[TASK] Repeat each entry word for word.

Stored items
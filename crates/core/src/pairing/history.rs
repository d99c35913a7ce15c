//! Teammate history accumulated while one schedule is generated

use std::collections::{HashMap, HashSet};

use crate::models::Round;

/// Who has already shared a team with whom
///
/// Pairs are unordered: recording (a, b) makes both `(a, b)` and `(b, a)`
/// known.
#[derive(Debug, Clone, Default)]
pub struct TeammateHistory {
    partners: HashMap<String, HashSet<String>>,
}

impl TeammateHistory {
    pub fn new() -> Self {
        Self::default()
    }

    pub fn contains_pair(&self, a: &str, b: &str) -> bool {
        self.partners
            .get(a)
            .is_some_and(|partners| partners.contains(b))
    }

    /// Pairs within `team` that have not played together yet
    pub fn novel_pairs(&self, team: &[String]) -> usize {
        team_pairs(team)
            .filter(|(a, b)| !self.contains_pair(a, b))
            .count()
    }

    pub fn record_team(&mut self, team: &[String]) {
        for (a, b) in team_pairs(team) {
            self.partners
                .entry(a.to_string())
                .or_default()
                .insert(b.to_string());
            self.partners
                .entry(b.to_string())
                .or_default()
                .insert(a.to_string());
        }
    }

    /// Record every team of a committed round
    pub fn record_round(&mut self, round: &Round) {
        for team in round.teams() {
            self.record_team(team);
        }
    }
}

/// Unordered pairs of distinct team members
pub(crate) fn team_pairs(team: &[String]) -> impl Iterator<Item = (&str, &str)> {
    team.iter().enumerate().flat_map(move |(i, a)| {
        team[i + 1..]
            .iter()
            .map(move |b| (a.as_str(), b.as_str()))
    })
}
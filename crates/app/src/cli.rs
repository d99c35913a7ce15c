//! Command-line interface

use std::path::PathBuf;

use clap::{Parser, Subcommand};

#[derive(Debug, Parser)]
#[command(name = "pairwise")]
#[command(about = "Weekly doubles registration and teammate rotation", long_about = None)]
pub struct Cli {
    /// League config file (defaults to league.toml in the data directory)
    #[arg(long, global = true)]
    pub config: Option<PathBuf>,

    /// Directory holding the weekly JSON records
    #[arg(long, global = true)]
    pub data_dir: Option<PathBuf>,

    #[command(subcommand)]
    pub command: Command,
}

#[derive(Debug, Subcommand)]
pub enum Command {
    /// Show this week's roster and, once locked, its schedule
    Status,

    /// Register a player for this week
    Add {
        /// Player name
        name: String,
    },

    /// Lock this week now if it is full or registration has closed
    Lock,

    /// List the weeks on record
    Weeks,
}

[RESPONSE BOX]
filename crates/core/src/pairing/history.rs
repository d99c35913a7ce15c
//! Teammate history accumulated while one schedule is generated

use std::collections::{HashMap, HashSet};

use crate::models::Round;

/// Who has already shared a team with whom
///
/// Pairs are unordered: recording (a, b) makes both `(a, b)` and `(b, a)`
/// known.
#[derive(Debug, Clone, Default)]
pub struct TeammateHistory {
    partners: HashMap<String, HashSet<String>>,
}

impl TeammateHistory {
    pub fn new() -> Self {
        Self::default()
    }

    pub fn contains_pair(&self, a: &str, b: &str) -> bool {
        self.partners
            .get(a)
            .is_some_and(|partners| partners.contains(b))
    }

    /// Pairs within `team` that have not played together yet
    pub fn novel_pairs(&self, team: &[String]) -> usize {
        team_pairs(team)
            .filter(|(a, b)| !self.contains_pair(a, b))
            .count()
    }

    pub fn record_team(&mut self, team: &[String]) {
        for (a, b) in team_pairs(team) {
            self.partners
                .entry(a.to_string())
                .or_default()
                .insert(b.to_string());
            self.partners
                .entry(b.to_string())
                .or_default()
                .insert(a.to_string());
        }
    }

    /// Record every team of a committed round
    pub fn record_round(&mut self, round: &Round) {
        for team in round.teams() {
            self.record_team(team);
        }
    }
}

/// Unordered pairs of distinct team members
pub(crate) fn team_pairs(team: &[String]) -> impl Iterator<Item = (&str, &str)> {
    team.iter().enumerate().flat_map(move |(i, a)| {
        team[i + 1..]
            .iter()
            .map(move |b| (a.as_str(), b.as_str()))
    })
}
filename crates/app/src/cli.rs
repository d99c35913a7ce15c
//! Command-line interface

use std::path::PathBuf;

use clap::{Parser, Subcommand};

#[derive(Debug, Parser)]
#[command(name = "pairwise")]
#[command(about = "Weekly doubles registration and teammate rotation", long_about = None)]
pub struct Cli {
    /// League config file (defaults to league.toml in the data directory)
    #[arg(long, global = true)]
    pub config: Option<PathBuf>,

    /// Directory holding the weekly JSON records
    #[arg(long, global = true)]
    pub data_dir: Option<PathBuf>,

    #[command(subcommand)]
    pub command: Command,
}

#[derive(Debug, Subcommand)]
pub enum Command {
    /// Show this week's roster and, once locked, its schedule
    Status,

    /// Register a player for this week
    Add {
        /// Player name
        name: String,
    },

    /// Lock this week now if it is full or registration has closed
    Lock,

    /// List the weeks on record
    Weeks,
}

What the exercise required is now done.